Take from the material every line containing the string "bare" and copy it.

*** Opening of Source data ***

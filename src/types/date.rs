//! Date property type.
//!
//! Dates ride as ISO-8601 strings with millisecond precision, tagged
//! `Edm.DateTime`. Equality and ordering are at millisecond resolution to
//! match the wire form.

use crate::envelope::crypto::EncryptionKey;
use crate::errors::{CodecError, Result};
use crate::filters::{self, FilterOp};
use crate::row::{Row, WireTag};
use crate::types::{check_operator, type_mismatch, PropertyType, Value, ValueKind};
use chrono::{DateTime, SecondsFormat, Utc};
use std::cmp::Ordering;

const TYPE_NAME: &str = "date";

/// The wire rendering of an instant: `2020-01-02T03:04:05.006Z`.
pub(crate) fn iso_string(value: &DateTime<Utc>) -> String {
    value.to_rfc3339_opts(SecondsFormat::Millis, true)
}

/// Instant stored as an ISO-8601 text cell tagged `Edm.DateTime`.
#[derive(Debug, Clone)]
pub struct DateType {
    property: String,
}

impl DateType {
    pub fn new(property: impl Into<String>) -> Self {
        Self {
            property: property.into(),
        }
    }

    fn instant(&self, value: &Value) -> Result<DateTime<Utc>> {
        match value {
            Value::Date(d) => Ok(*d),
            other => Err(type_mismatch(TYPE_NAME, &self.property, &[ValueKind::Date], other)),
        }
    }
}

impl PropertyType for DateType {
    fn property(&self) -> &str {
        &self.property
    }

    fn type_name(&self) -> &'static str {
        TYPE_NAME
    }

    fn is_ordered(&self) -> bool {
        true
    }

    fn is_comparable(&self) -> bool {
        true
    }

    fn validate(&self, value: &Value) -> Result<()> {
        self.instant(value).map(|_| ())
    }

    fn serialize(&self, row: &mut Row, value: &Value, _key: Option<&EncryptionKey>) -> Result<()> {
        let instant = self.instant(value)?;
        row.insert_annotated(&self.property, iso_string(&instant), WireTag::DateTime);
        Ok(())
    }

    fn deserialize(&self, row: &Row, _key: Option<&EncryptionKey>) -> Result<Value> {
        let decode_failure = |message: String| CodecError::DecodeFailure {
            type_name: TYPE_NAME,
            property: self.property.clone(),
            message,
        };

        let text = row
            .get(&self.property)
            .ok_or_else(|| decode_failure("missing cell".to_string()))?
            .as_text()
            .ok_or_else(|| decode_failure("expected a string cell".to_string()))?;
        let instant = DateTime::parse_from_rfc3339(text)
            .map_err(|e| decode_failure(format!("'{text}' is not an ISO-8601 instant: {e}")))?;
        Ok(Value::Date(instant.with_timezone(&Utc)))
    }

    fn equal(&self, left: &Value, right: &Value) -> Result<bool> {
        let left = self.instant(left)?;
        let right = self.instant(right)?;
        Ok(left.timestamp_millis() == right.timestamp_millis())
    }

    fn compare(&self, left: &Value, right: &Value) -> Result<Ordering> {
        let left = self.instant(left)?;
        let right = self.instant(right)?;
        Ok(left.timestamp_millis().cmp(&right.timestamp_millis()))
    }

    fn canonical_string(&self, value: &Value) -> Result<String> {
        self.instant(value).map(|instant| iso_string(&instant))
    }

    fn filter_condition(&self, op: FilterOp, operand: &Value) -> Result<String> {
        check_operator(self, op)?;
        let operand = self.instant(operand)?;
        Ok(format!(
            "{} {} {}",
            self.property,
            op.token(),
            filters::datetime_literal(&operand)
        ))
    }
}
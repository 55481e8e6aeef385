//! String property type.

use crate::envelope::crypto::EncryptionKey;
use crate::errors::{CodecError, Result};
use crate::filters::{self, FilterOp};
use crate::row::Row;
use crate::types::{check_operator, type_mismatch, PropertyType, Value, ValueKind};
use std::cmp::Ordering;

const TYPE_NAME: &str = "string";

/// Plain string stored as a single text cell, no annotation.
#[derive(Debug, Clone)]
pub struct StringType {
    property: String,
}

impl StringType {
    pub fn new(property: impl Into<String>) -> Self {
        Self {
            property: property.into(),
        }
    }

    fn text<'a>(&self, value: &'a Value) -> Result<&'a str> {
        match value {
            Value::Text(s) => Ok(s),
            other => Err(type_mismatch(TYPE_NAME, &self.property, &[ValueKind::Text], other)),
        }
    }
}

impl PropertyType for StringType {
    fn property(&self) -> &str {
        &self.property
    }

    fn type_name(&self) -> &'static str {
        TYPE_NAME
    }

    fn is_ordered(&self) -> bool {
        true
    }

    fn is_comparable(&self) -> bool {
        true
    }

    fn validate(&self, value: &Value) -> Result<()> {
        self.text(value).map(|_| ())
    }

    fn serialize(&self, row: &mut Row, value: &Value, _key: Option<&EncryptionKey>) -> Result<()> {
        let text = self.text(value)?;
        row.insert(&self.property, text);
        Ok(())
    }

    fn deserialize(&self, row: &Row, _key: Option<&EncryptionKey>) -> Result<Value> {
        let cell = row.get(&self.property).ok_or_else(|| CodecError::DecodeFailure {
            type_name: TYPE_NAME,
            property: self.property.clone(),
            message: "missing cell".to_string(),
        })?;
        let text = cell.as_text().ok_or_else(|| CodecError::DecodeFailure {
            type_name: TYPE_NAME,
            property: self.property.clone(),
            message: format!("expected a string cell, got {}", cell.kind_name()),
        })?;
        Ok(Value::Text(text.to_string()))
    }

    fn equal(&self, left: &Value, right: &Value) -> Result<bool> {
        Ok(self.text(left)? == self.text(right)?)
    }

    fn compare(&self, left: &Value, right: &Value) -> Result<Ordering> {
        Ok(self.text(left)?.cmp(self.text(right)?))
    }

    fn canonical_string(&self, value: &Value) -> Result<String> {
        self.text(value).map(str::to_string)
    }

    fn filter_condition(&self, op: FilterOp, operand: &Value) -> Result<String> {
        check_operator(self, op)?;
        let operand = self.text(operand)?;
        Ok(format!(
            "{} {} {}",
            self.property,
            op.token(),
            filters::string_literal(operand)
        ))
    }
}

#[cfg(test)]
mod tests {
    use super::*;
    use crate::row::CellValue;

    #[test]
    fn test_round_trip() {
        let descriptor = StringType::new("name");
        let mut row = Row::new();
        descriptor
            .serialize(&mut row, &Value::from("hello"), None)
            .unwrap();

        assert_eq!(
            row.get("name").and_then(CellValue::as_text),
            Some("hello")
        );
        assert_eq!(row.annotation("name"), None);
        assert_eq!(
            descriptor.deserialize(&row, None).unwrap(),
            Value::from("hello")
        );
    }

    #[test]
    fn test_rejects_non_string_values() {
        let descriptor = StringType::new("name");
        let err = descriptor.validate(&Value::Number(3.0)).unwrap_err();
        assert!(matches!(err, CodecError::TypeMismatch { .. }));
    }

    #[test]
    fn test_filter_condition_quotes_operand() {
        let descriptor = StringType::new("name");
        assert_eq!(
            descriptor
                .filter_condition(FilterOp::Eq, &Value::from("hello"))
                .unwrap(),
            "name eq 'hello'"
        );
        assert_eq!(
            descriptor
                .filter_condition(FilterOp::Gt, &Value::from("it's"))
                .unwrap(),
            "name gt 'it''s'"
        );
    }

    #[test]
    fn test_compare_and_equal() {
        let descriptor = StringType::new("name");
        assert_eq!(
            descriptor
                .compare(&Value::from("apple"), &Value::from("banana"))
                .unwrap(),
            Ordering::Less
        );
        assert!(descriptor
            .equal(&Value::from("same"), &Value::from("same"))
            .unwrap());
        assert_eq!(
            descriptor.canonical_string(&Value::from("key")).unwrap(),
            "key"
        );
    }

    #[test]
    fn test_missing_cell_is_decode_failure() {
        let descriptor = StringType::new("name");
        let err = descriptor.deserialize(&Row::new(), None).unwrap_err();
        assert!(matches!(err, CodecError::DecodeFailure { .. }));
    }
}
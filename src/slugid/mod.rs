//! Slug identifiers.
//!
//! A slug is the 22-character URL-safe base64 form of a 128-bit identifier
//! (no padding, `-`/`_` in place of `+`/`/`). [`SlugId`] holds the raw 16
//! bytes and converts losslessly to and from both the slug form and the
//! canonical GUID form used on the wire.

mod array;

pub use array::SlugIdArray;

use crate::constants::{SLUG_CHARS, SLUG_SIZE};
use crate::errors::{CodecError, Result};
use base64::engine::general_purpose::URL_SAFE_NO_PAD;
use base64::Engine;
use once_cell::sync::Lazy;
use regex::Regex;
use std::fmt;
use std::str::FromStr;
use uuid::Uuid;

/// Shape of a valid slug over its 22 characters.
static SLUG_PATTERN: Lazy<Regex> = Lazy::new(|| {
    Regex::new("^[A-Za-z0-9_-]{8}[Q-T][A-Za-z0-9_-][CGKOSWaeimquy26-][A-Za-z0-9_-]{10}[AQgw]$")
        .expect("slug pattern is a valid regex")
});

/// A 128-bit identifier with a 22-character URL-safe base64 text form.
#[derive(Clone, Copy, PartialEq, Eq, Hash)]
pub struct SlugId([u8; SLUG_SIZE]);

impl SlugId {
    /// Wrap 16 raw bytes.
    pub const fn from_bytes(bytes: [u8; SLUG_SIZE]) -> Self {
        Self(bytes)
    }

    /// Wrap a byte slice, rejecting any length other than 16.
    pub fn from_slice(bytes: &[u8]) -> Result<Self> {
        let raw: [u8; SLUG_SIZE] =
            bytes
                .try_into()
                .map_err(|_| CodecError::FormatInvalid {
                    type_name: "slugid",
                    property: format!("{} bytes", bytes.len()),
                    message: format!("raw slug must be exactly {SLUG_SIZE} bytes"),
                })?;
        Ok(Self(raw))
    }

    /// Borrow the raw 16 bytes.
    pub const fn as_bytes(&self) -> &[u8; SLUG_SIZE] {
        &self.0
    }

    /// View the identifier as a canonical GUID.
    pub const fn to_uuid(self) -> Uuid {
        Uuid::from_bytes(self.0)
    }

    /// Adopt the bytes of a GUID.
    pub const fn from_uuid(uuid: Uuid) -> Self {
        Self(uuid.into_bytes())
    }

    /// Parse the 22-character slug form, strictly.
    ///
    /// Rejects wrong lengths and any string outside the slug shape. Errors
    /// carry the rejected input.
    pub fn parse(s: &str) -> Result<Self> {
        if s.len() != SLUG_CHARS {
            return Err(CodecError::FormatInvalid {
                type_name: "slugid",
                property: s.to_string(),
                message: format!("slug must be exactly {SLUG_CHARS} characters, got {}", s.len()),
            });
        }
        if !SLUG_PATTERN.is_match(s) {
            return Err(CodecError::FormatInvalid {
                type_name: "slugid",
                property: s.to_string(),
                message: "not a valid slug".to_string(),
            });
        }
        let raw = URL_SAFE_NO_PAD.decode(s).map_err(|e| CodecError::FormatInvalid {
            type_name: "slugid",
            property: s.to_string(),
            message: format!("base64 decode failed: {e}"),
        })?;
        Self::from_slice(&raw)
    }
}

impl fmt::Display for SlugId {
    fn fmt(&self, f: &mut fmt::Formatter<'_>) -> fmt::Result {
        f.write_str(&URL_SAFE_NO_PAD.encode(self.0))
    }
}

impl fmt::Debug for SlugId {
    fn fmt(&self, f: &mut fmt::Formatter<'_>) -> fmt::Result {
        write!(f, "SlugId({self})")
    }
}

impl FromStr for SlugId {
    type Err = CodecError;

    fn from_str(s: &str) -> Result<Self> {
        Self::parse(s)
    }
}

impl From<Uuid> for SlugId {
    fn from(uuid: Uuid) -> Self {
        Self::from_uuid(uuid)
    }
}
//! Raw byte property types.

use crate::envelope::crypto::{open, require_key, seal, EncryptionKey};
use crate::envelope::{read_chunks, write_chunks};
use crate::errors::Result;
use crate::row::Row;
use crate::types::{type_mismatch, PropertyType, Value, ValueKind};

fn bytes<'a>(type_name: &'static str, property: &str, value: &'a Value) -> Result<&'a [u8]> {
    match value {
        Value::Bytes(b) => Ok(b),
        other => Err(type_mismatch(type_name, property, &[ValueKind::Bytes], other)),
    }
}

/// Identity codec: the value is the raw bytes.
#[derive(Debug, Clone)]
pub struct BlobType {
    property: String,
}

impl BlobType {
    pub fn new(property: impl Into<String>) -> Self {
        Self {
            property: property.into(),
        }
    }
}

impl PropertyType for BlobType {
    fn property(&self) -> &str {
        &self.property
    }

    fn type_name(&self) -> &'static str {
        "blob"
    }

    fn validate(&self, value: &Value) -> Result<()> {
        bytes(self.type_name(), &self.property, value).map(|_| ())
    }

    fn serialize(&self, row: &mut Row, value: &Value, _key: Option<&EncryptionKey>) -> Result<()> {
        let payload = bytes(self.type_name(), &self.property, value)?;
        write_chunks(self.type_name(), row, &self.property, payload)
    }

    fn deserialize(&self, row: &Row, _key: Option<&EncryptionKey>) -> Result<Value> {
        let payload = read_chunks(self.type_name(), row, &self.property)?;
        Ok(Value::Bytes(payload))
    }

    fn equal(&self, left: &Value, right: &Value) -> Result<bool> {
        let left = bytes(self.type_name(), &self.property, left)?;
        let right = bytes(self.type_name(), &self.property, right)?;
        Ok(left == right)
    }

    fn hash_bytes(&self, value: &Value) -> Result<Vec<u8>> {
        bytes(self.type_name(), &self.property, value).map(<[u8]>::to_vec)
    }
}

/// Encrypted twin of [`BlobType`].
#[derive(Debug, Clone)]
pub struct EncryptedBlobType {
    property: String,
}

impl EncryptedBlobType {
    pub fn new(property: impl Into<String>) -> Self {
        Self {
            property: property.into(),
        }
    }
}

impl PropertyType for EncryptedBlobType {
    fn property(&self) -> &str {
        &self.property
    }

    fn type_name(&self) -> &'static str {
        "encrypted blob"
    }

    fn is_encrypted(&self) -> bool {
        true
    }

    fn validate(&self, value: &Value) -> Result<()> {
        bytes(self.type_name(), &self.property, value).map(|_| ())
    }

    fn serialize(&self, row: &mut Row, value: &Value, key: Option<&EncryptionKey>) -> Result<()> {
        let key = require_key(self.type_name(), &self.property, key)?;
        let plain = bytes(self.type_name(), &self.property, value)?;
        let sealed = seal(self.type_name(), &self.property, key, plain)?;
        write_chunks(self.type_name(), row, &self.property, &sealed)
    }

    fn deserialize(&self, row: &Row, key: Option<&EncryptionKey>) -> Result<Value> {
        let key = require_key(self.type_name(), &self.property, key)?;
        let sealed = read_chunks(self.type_name(), row, &self.property)?;
        let plain = open(self.type_name(), &self.property, key, &sealed)?;
        Ok(Value::Bytes(plain))
    }

    fn equal(&self, left: &Value, right: &Value) -> Result<bool> {
        let left = bytes(self.type_name(), &self.property, left)?;
        let right = bytes(self.type_name(), &self.property, right)?;
        Ok(left == right)
    }

    /// Hash over the plaintext so repeated serializations agree.
    fn hash_bytes(&self, value: &Value) -> Result<Vec<u8>> {
        bytes(self.type_name(), &self.property, value).map(<[u8]>::to_vec)
    }
}
//! Filter operator vocabulary.
//!
//! The six comparison operators understood by the table store, their
//! server-side tokens, and the operand renderings for each wire category.
//! Types own operand rendering; callers own composition with `and`/`or`.

use chrono::{DateTime, Utc};
use std::cmp::Ordering;
use std::fmt;
use uuid::Uuid;

/// Comparison operator usable in a server-side filter expression.
#[derive(Debug, Clone, Copy, PartialEq, Eq, Hash)]
pub enum FilterOp {
    Eq,
    Ne,
    Lt,
    Le,
    Gt,
    Ge,
}

impl FilterOp {
    /// Server-side operator token.
    pub const fn token(self) -> &'static str {
        match self {
            FilterOp::Eq => "eq",
            FilterOp::Ne => "ne",
            FilterOp::Lt => "lt",
            FilterOp::Le => "le",
            FilterOp::Gt => "gt",
            FilterOp::Ge => "ge",
        }
    }

    /// Parse a server token or a conventional symbolic form.
    pub fn parse(s: &str) -> Option<Self> {
        match s {
            "eq" | "=" | "==" => Some(FilterOp::Eq),
            "ne" | "!=" | "<>" => Some(FilterOp::Ne),
            "lt" | "<" => Some(FilterOp::Lt),
            "le" | "<=" => Some(FilterOp::Le),
            "gt" | ">" => Some(FilterOp::Gt),
            "ge" | ">=" => Some(FilterOp::Ge),
            _ => None,
        }
    }

    /// Returns true for the four range operators.
    ///
    /// Range operators require an `ordered` type; `Eq`/`Ne` only require
    /// `comparable`.
    pub const fn is_ordering(self) -> bool {
        !matches!(self, FilterOp::Eq | FilterOp::Ne)
    }

    /// In-memory comparator: does `left <op> right` hold given the
    /// ordering of `left` relative to `right`?
    pub fn matches(self, ordering: Ordering) -> bool {
        match self {
            FilterOp::Eq => ordering == Ordering::Equal,
            FilterOp::Ne => ordering != Ordering::Equal,
            FilterOp::Lt => ordering == Ordering::Less,
            FilterOp::Le => ordering != Ordering::Greater,
            FilterOp::Gt => ordering == Ordering::Greater,
            FilterOp::Ge => ordering != Ordering::Less,
        }
    }
}

impl fmt::Display for FilterOp {
    fn fmt(&self, f: &mut fmt::Formatter<'_>) -> fmt::Result {
        f.write_str(self.token())
    }
}

/// Render a string operand: single-quoted, embedded quotes doubled.
pub(crate) fn string_literal(s: &str) -> String {
    format!("'{}'", s.replace('\'', "''"))
}

/// Render a numeric operand as a bare literal.
pub(crate) fn number_literal(v: f64) -> String {
    v.to_string()
}

/// Render a boolean operand as a bare literal.
pub(crate) fn bool_literal(v: bool) -> &'static str {
    if v {
        "true"
    } else {
        "false"
    }
}

/// Render a date operand: `datetime'<ISO-8601>'`.
pub(crate) fn datetime_literal(v: &DateTime<Utc>) -> String {
    format!("datetime'{}'", crate::types::date::iso_string(v))
}

/// Render a GUID operand: `guid'<canonical-uuid>'`.
pub(crate) fn guid_literal(v: &Uuid) -> String {
    format!("guid'{v}'")
}
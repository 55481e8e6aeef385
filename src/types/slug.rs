//! Slug identifier property types.
//!
//! A single slug rides as a GUID cell (the decoded 16 bytes in canonical
//! UUID form, tagged `Edm.Guid`). A slug array rides through the binary
//! envelope as its packed live region.

use crate::envelope::crypto::EncryptionKey;
use crate::envelope::{read_chunks, write_chunks};
use crate::errors::{CodecError, Result};
use crate::filters::{self, FilterOp};
use crate::row::{Row, WireTag};
use crate::slugid::{SlugId, SlugIdArray};
use crate::types::{check_operator, type_mismatch, PropertyType, Value, ValueKind};
use std::cmp::Ordering;
use uuid::Uuid;

/// Slug stored as a GUID cell. Equality is slug-exact; the canonical
/// string is the slug form.
#[derive(Debug, Clone)]
pub struct SlugIdType {
    property: String,
}

impl SlugIdType {
    pub fn new(property: impl Into<String>) -> Self {
        Self {
            property: property.into(),
        }
    }

    fn slug(&self, value: &Value) -> Result<SlugId> {
        match value {
            Value::SlugId(s) => Ok(*s),
            other => Err(type_mismatch("slugid", &self.property, &[ValueKind::SlugId], other)),
        }
    }
}

impl PropertyType for SlugIdType {
    fn property(&self) -> &str {
        &self.property
    }

    fn type_name(&self) -> &'static str {
        "slugid"
    }

    fn is_ordered(&self) -> bool {
        true
    }

    fn is_comparable(&self) -> bool {
        true
    }

    fn validate(&self, value: &Value) -> Result<()> {
        self.slug(value).map(|_| ())
    }

    fn serialize(&self, row: &mut Row, value: &Value, _key: Option<&EncryptionKey>) -> Result<()> {
        let slug = self.slug(value)?;
        row.insert_annotated(&self.property, slug.to_uuid().to_string(), WireTag::Guid);
        Ok(())
    }

    fn deserialize(&self, row: &Row, _key: Option<&EncryptionKey>) -> Result<Value> {
        let decode_failure = |message: String| CodecError::DecodeFailure {
            type_name: "slugid",
            property: self.property.clone(),
            message,
        };

        let text = row
            .get(&self.property)
            .ok_or_else(|| decode_failure("missing cell".to_string()))?
            .as_text()
            .ok_or_else(|| decode_failure("expected a string cell".to_string()))?;
        let uuid = Uuid::parse_str(text)
            .map_err(|e| decode_failure(format!("'{text}' is not a GUID: {e}")))?;
        Ok(Value::SlugId(SlugId::from_uuid(uuid)))
    }

    fn equal(&self, left: &Value, right: &Value) -> Result<bool> {
        Ok(self.slug(left)? == self.slug(right)?)
    }

    // Same stance as UuidType: server-side range filters are fine,
    // in-memory ordering is refused.
    fn compare(&self, _left: &Value, _right: &Value) -> Result<Ordering> {
        Err(CodecError::NotComparable {
            type_name: "slugid",
            property: self.property.clone(),
            operation: "in-memory comparison",
        })
    }

    fn canonical_string(&self, value: &Value) -> Result<String> {
        self.slug(value).map(|slug| slug.to_string())
    }

    fn filter_condition(&self, op: FilterOp, operand: &Value) -> Result<String> {
        check_operator(self, op)?;
        let operand = self.slug(operand)?;
        Ok(format!(
            "{} {} {}",
            self.property,
            op.token(),
            filters::guid_literal(&operand.to_uuid())
        ))
    }
}

/// Packed slug array stored through the binary envelope.
#[derive(Debug, Clone)]
pub struct SlugIdArrayType {
    property: String,
}

impl SlugIdArrayType {
    pub fn new(property: impl Into<String>) -> Self {
        Self {
            property: property.into(),
        }
    }

    fn array<'a>(&self, value: &'a Value) -> Result<&'a SlugIdArray> {
        match value {
            Value::SlugIdArray(a) => Ok(a),
            other => Err(type_mismatch(
                "slugid array",
                &self.property,
                &[ValueKind::SlugIdArray],
                other,
            )),
        }
    }
}

impl PropertyType for SlugIdArrayType {
    fn property(&self) -> &str {
        &self.property
    }

    fn type_name(&self) -> &'static str {
        "slugid array"
    }

    fn validate(&self, value: &Value) -> Result<()> {
        self.array(value).map(|_| ())
    }

    fn serialize(&self, row: &mut Row, value: &Value, _key: Option<&EncryptionKey>) -> Result<()> {
        let array = self.array(value)?;
        write_chunks(self.type_name(), row, &self.property, array.as_bytes())
    }

    fn deserialize(&self, row: &Row, _key: Option<&EncryptionKey>) -> Result<Value> {
        let payload = read_chunks(self.type_name(), row, &self.property)?;
        let array = SlugIdArray::from_buffer(payload).map_err(|e| CodecError::DecodeFailure {
            type_name: "slugid array",
            property: self.property.clone(),
            message: e.to_string(),
        })?;
        Ok(Value::SlugIdArray(array))
    }

    fn equal(&self, left: &Value, right: &Value) -> Result<bool> {
        Ok(self.array(left)? == self.array(right)?)
    }

    fn hash_bytes(&self, value: &Value) -> Result<Vec<u8>> {
        Ok(self.array(value)?.as_bytes().to_vec())
    }
}

#[cfg(test)]
mod tests {
    use super::*;
    use crate::row::CellValue;

    fn fresh_slug() -> SlugId {
        SlugId::from_uuid(Uuid::new_v4())
    }

    #[test]
    fn test_slugid_rides_as_guid_cell() {
        let descriptor = SlugIdType::new("taskId");
        let slug = fresh_slug();
        let mut row = Row::new();
        descriptor.serialize(&mut row, &Value::SlugId(slug), None).unwrap();

        assert_eq!(
            row.get("taskId").and_then(CellValue::as_text),
            Some(slug.to_uuid().to_string().as_str())
        );
        assert_eq!(row.annotation("taskId"), Some(WireTag::Guid));
        assert_eq!(descriptor.deserialize(&row, None).unwrap(), Value::SlugId(slug));
    }

    #[test]
    fn test_slugid_canonical_string_is_slug_form() {
        let descriptor = SlugIdType::new("taskId");
        let slug = fresh_slug();
        assert_eq!(
            descriptor.canonical_string(&Value::SlugId(slug)).unwrap(),
            slug.to_string()
        );
    }

    #[test]
    fn test_slugid_filter_renders_guid_form() {
        let descriptor = SlugIdType::new("taskId");
        let slug = fresh_slug();
        assert_eq!(
            descriptor
                .filter_condition(FilterOp::Eq, &Value::SlugId(slug))
                .unwrap(),
            format!("taskId eq guid'{}'", slug.to_uuid())
        );
    }

    #[test]
    fn test_slugid_compare_is_refused() {
        let descriptor = SlugIdType::new("taskId");
        let slug = fresh_slug();
        let err = descriptor
            .compare(&Value::SlugId(slug), &Value::SlugId(slug))
            .unwrap_err();
        assert!(matches!(err, CodecError::NotComparable { .. }));
    }

    #[test]
    fn test_array_round_trip() {
        let descriptor = SlugIdArrayType::new("tasks");
        let mut array = SlugIdArray::new();
        for _ in 0..5 {
            array.push(fresh_slug());
        }

        let mut row = Row::new();
        descriptor
            .serialize(&mut row, &Value::SlugIdArray(array.clone()), None)
            .unwrap();
        assert_eq!(
            row.get("__bufchunks_tasks").and_then(CellValue::as_number),
            Some(1.0)
        );

        let value = descriptor.deserialize(&row, None).unwrap();
        assert!(descriptor.equal(&value, &Value::SlugIdArray(array)).unwrap());
    }

    #[test]
    fn test_array_hash_is_packed_bytes() {
        let descriptor = SlugIdArrayType::new("tasks");
        let mut array = SlugIdArray::new();
        let slug = fresh_slug();
        array.push(slug);

        assert_eq!(
            descriptor
                .hash_bytes(&Value::SlugIdArray(array.clone()))
                .unwrap(),
            slug.as_bytes().to_vec()
        );
    }

    #[test]
    fn test_array_is_not_filterable() {
        let descriptor = SlugIdArrayType::new("tasks");
        let err = descriptor
            .filter_condition(FilterOp::Eq, &Value::SlugIdArray(SlugIdArray::new()))
            .unwrap_err();
        assert!(matches!(err, CodecError::NotComparable { .. }));

        let err = descriptor
            .canonical_string(&Value::SlugIdArray(SlugIdArray::new()))
            .unwrap_err();
        assert!(matches!(err, CodecError::NotImplemented { .. }));
    }

    #[test]
    fn test_array_corrupt_payload_is_decode_failure() {
        let descriptor = SlugIdArrayType::new("tasks");
        let mut row = Row::new();
        // 17 bytes is not a whole number of slots.
        write_chunks("slugid array", &mut row, "tasks", &[0u8; 17]).unwrap();

        let err = descriptor.deserialize(&row, None).unwrap_err();
        assert!(matches!(err, CodecError::DecodeFailure { .. }));
    }
}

*** Close of Source data ***

** Your solution **
/// Render a numeric operand as a bare literal.
/// Render a boolean operand as a bare literal.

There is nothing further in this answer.